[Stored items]
----
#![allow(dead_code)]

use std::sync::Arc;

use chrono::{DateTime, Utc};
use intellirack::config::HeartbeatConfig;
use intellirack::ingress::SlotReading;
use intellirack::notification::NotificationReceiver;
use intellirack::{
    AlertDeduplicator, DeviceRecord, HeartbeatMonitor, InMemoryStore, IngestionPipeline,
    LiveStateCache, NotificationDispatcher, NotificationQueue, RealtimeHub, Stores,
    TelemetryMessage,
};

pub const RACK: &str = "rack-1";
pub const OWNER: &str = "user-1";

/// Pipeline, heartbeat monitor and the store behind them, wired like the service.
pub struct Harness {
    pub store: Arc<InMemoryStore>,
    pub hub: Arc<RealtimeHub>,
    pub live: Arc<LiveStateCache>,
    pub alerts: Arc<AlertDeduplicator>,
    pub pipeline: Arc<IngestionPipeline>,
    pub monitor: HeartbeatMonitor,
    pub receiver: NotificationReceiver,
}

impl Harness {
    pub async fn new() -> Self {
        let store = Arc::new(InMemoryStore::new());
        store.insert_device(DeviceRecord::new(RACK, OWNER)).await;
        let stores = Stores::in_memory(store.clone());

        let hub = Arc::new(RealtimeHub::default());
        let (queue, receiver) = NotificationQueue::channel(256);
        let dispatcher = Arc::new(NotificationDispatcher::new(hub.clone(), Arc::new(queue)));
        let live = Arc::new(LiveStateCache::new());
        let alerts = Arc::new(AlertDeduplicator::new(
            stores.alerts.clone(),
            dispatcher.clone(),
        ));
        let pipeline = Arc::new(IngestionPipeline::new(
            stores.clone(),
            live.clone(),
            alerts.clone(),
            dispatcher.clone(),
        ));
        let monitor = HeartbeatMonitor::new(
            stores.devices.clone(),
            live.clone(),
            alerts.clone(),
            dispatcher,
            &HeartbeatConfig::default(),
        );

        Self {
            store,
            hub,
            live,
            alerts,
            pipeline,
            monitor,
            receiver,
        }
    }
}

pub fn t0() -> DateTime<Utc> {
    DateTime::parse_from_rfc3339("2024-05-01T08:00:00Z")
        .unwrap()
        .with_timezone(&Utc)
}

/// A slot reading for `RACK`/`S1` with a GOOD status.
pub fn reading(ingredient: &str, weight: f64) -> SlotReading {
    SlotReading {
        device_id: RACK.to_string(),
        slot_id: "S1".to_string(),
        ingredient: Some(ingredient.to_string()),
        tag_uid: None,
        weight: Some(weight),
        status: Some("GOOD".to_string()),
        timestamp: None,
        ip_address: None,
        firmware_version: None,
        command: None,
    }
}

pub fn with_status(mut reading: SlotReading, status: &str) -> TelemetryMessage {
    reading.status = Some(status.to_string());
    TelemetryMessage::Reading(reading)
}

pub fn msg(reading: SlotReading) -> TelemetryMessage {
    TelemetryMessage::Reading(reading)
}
----
YOUR GOAL:
An exact copy of all the records is what is needed here.

ANSWER TO THE EXERCISE:
#![allow(dead_code)]

use std::sync::Arc;

use chrono::{DateTime, Utc};
use intellirack::config::HeartbeatConfig;
use intellirack::ingress::SlotReading;
use intellirack::notification::NotificationReceiver;
use intellirack::{
    AlertDeduplicator, DeviceRecord, HeartbeatMonitor, InMemoryStore, IngestionPipeline,
    LiveStateCache, NotificationDispatcher, NotificationQueue, RealtimeHub, Stores,
    TelemetryMessage,
};

pub const RACK: &str = "rack-1";
pub const OWNER: &str = "user-1";

/// Pipeline, heartbeat monitor and the store behind them, wired like the service.
pub struct Harness {
    pub store: Arc<InMemoryStore>,
    pub hub: Arc<RealtimeHub>,
    pub live: Arc<LiveStateCache>,
    pub alerts: Arc<AlertDeduplicator>,
    pub pipeline: Arc<IngestionPipeline>,
    pub monitor: HeartbeatMonitor,
    pub receiver: NotificationReceiver,
}

impl Harness {
    pub async fn new() -> Self {
        let store = Arc::new(InMemoryStore::new());
        store.insert_device(DeviceRecord::new(RACK, OWNER)).await;
        let stores = Stores::in_memory(store.clone());

        let hub = Arc::new(RealtimeHub::default());
        let (queue, receiver) = NotificationQueue::channel(256);
        let dispatcher = Arc::new(NotificationDispatcher::new(hub.clone(), Arc::new(queue)));
        let live = Arc::new(LiveStateCache::new());
        let alerts = Arc::new(AlertDeduplicator::new(
            stores.alerts.clone(),
            dispatcher.clone(),
        ));
        let pipeline = Arc::new(IngestionPipeline::new(
            stores.clone(),
            live.clone(),
            alerts.clone(),
            dispatcher.clone(),
        ));
        let monitor = HeartbeatMonitor::new(
            stores.devices.clone(),
            live.clone(),
            alerts.clone(),
            dispatcher,
            &HeartbeatConfig::default(),
        );

        Self {
            store,
            hub,
            live,
            alerts,
            pipeline,
            monitor,
            receiver,
        }
    }
}

pub fn t0() -> DateTime<Utc> {
    DateTime::parse_from_rfc3339("2024-05-01T08:00:00Z")
        .unwrap()
        .with_timezone(&Utc)
}

/// A slot reading for `RACK`/`S1` with a GOOD status.
pub fn reading(ingredient: &str, weight: f64) -> SlotReading {
    SlotReading {
        device_id: RACK.to_string(),
        slot_id: "S1".to_string(),
        ingredient: Some(ingredient.to_string()),
        tag_uid: None,
        weight: Some(weight),
        status: Some("GOOD".to_string()),
        timestamp: None,
        ip_address: None,
        firmware_version: None,
        command: None,
    }
}

pub fn with_status(mut reading: SlotReading, status: &str) -> TelemetryMessage {
    reading.status = Some(status.to_string());
    TelemetryMessage::Reading(reading)
}

pub fn msg(reading: SlotReading) -> TelemetryMessage {
    TelemetryMessage::Reading(reading)
}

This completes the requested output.